▶ [Task to carry out]
Copy exactly the stretch of data below from the line with "pub fn init_subscriber(verbose: bool)" through the line with "let filter = EnvFilter::builder()", including both of those lines.

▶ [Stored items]
──────

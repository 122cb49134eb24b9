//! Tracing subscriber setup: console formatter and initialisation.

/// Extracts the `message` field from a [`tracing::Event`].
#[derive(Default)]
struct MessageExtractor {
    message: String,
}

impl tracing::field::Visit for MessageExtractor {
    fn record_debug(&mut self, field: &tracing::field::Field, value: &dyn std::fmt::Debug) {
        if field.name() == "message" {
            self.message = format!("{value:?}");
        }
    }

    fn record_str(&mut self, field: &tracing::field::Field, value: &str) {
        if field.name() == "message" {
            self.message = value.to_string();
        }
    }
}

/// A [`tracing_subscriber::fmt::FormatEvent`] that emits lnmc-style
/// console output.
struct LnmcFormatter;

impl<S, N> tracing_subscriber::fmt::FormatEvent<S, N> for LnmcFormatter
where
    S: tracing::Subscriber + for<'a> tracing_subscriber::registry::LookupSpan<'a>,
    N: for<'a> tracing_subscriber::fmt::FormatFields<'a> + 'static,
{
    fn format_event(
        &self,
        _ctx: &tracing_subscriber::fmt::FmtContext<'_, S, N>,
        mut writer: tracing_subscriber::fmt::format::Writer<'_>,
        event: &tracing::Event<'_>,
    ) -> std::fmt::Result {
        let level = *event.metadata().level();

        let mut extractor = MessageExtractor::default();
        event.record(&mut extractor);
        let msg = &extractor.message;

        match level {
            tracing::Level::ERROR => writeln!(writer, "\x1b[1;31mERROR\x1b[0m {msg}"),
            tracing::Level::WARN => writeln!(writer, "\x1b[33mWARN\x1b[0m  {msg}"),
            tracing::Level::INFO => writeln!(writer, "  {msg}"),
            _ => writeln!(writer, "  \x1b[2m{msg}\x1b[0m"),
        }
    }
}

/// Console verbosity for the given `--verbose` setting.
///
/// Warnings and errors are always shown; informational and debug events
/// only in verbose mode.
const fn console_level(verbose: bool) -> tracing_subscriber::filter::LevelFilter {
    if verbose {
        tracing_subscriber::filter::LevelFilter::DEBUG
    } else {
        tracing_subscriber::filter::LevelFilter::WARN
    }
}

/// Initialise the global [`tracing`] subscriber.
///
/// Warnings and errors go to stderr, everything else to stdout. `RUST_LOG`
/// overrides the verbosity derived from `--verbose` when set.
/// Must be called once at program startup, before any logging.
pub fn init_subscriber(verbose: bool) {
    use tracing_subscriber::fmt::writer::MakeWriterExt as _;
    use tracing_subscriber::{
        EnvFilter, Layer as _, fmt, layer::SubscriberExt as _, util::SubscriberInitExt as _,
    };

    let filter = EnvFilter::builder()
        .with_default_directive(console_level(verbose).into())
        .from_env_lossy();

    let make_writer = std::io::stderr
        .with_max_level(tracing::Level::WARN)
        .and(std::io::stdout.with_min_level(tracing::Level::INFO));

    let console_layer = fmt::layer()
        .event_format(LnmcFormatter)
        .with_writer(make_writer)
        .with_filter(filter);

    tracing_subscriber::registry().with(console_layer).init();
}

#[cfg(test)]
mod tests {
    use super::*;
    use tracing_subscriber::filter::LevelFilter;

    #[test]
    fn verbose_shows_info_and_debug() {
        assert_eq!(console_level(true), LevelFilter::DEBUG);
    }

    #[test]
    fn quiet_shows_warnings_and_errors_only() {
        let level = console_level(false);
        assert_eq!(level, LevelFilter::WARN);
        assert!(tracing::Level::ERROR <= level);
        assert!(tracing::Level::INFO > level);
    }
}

──────

▶ [Task output]
pub fn init_subscriber(verbose: bool) {
    use tracing_subscriber::fmt::writer::MakeWriterExt as _;
    use tracing_subscriber::{
        EnvFilter, Layer as _, fmt, layer::SubscriberExt as _, util::SubscriberInitExt as _,
    };

    let filter = EnvFilter::builder()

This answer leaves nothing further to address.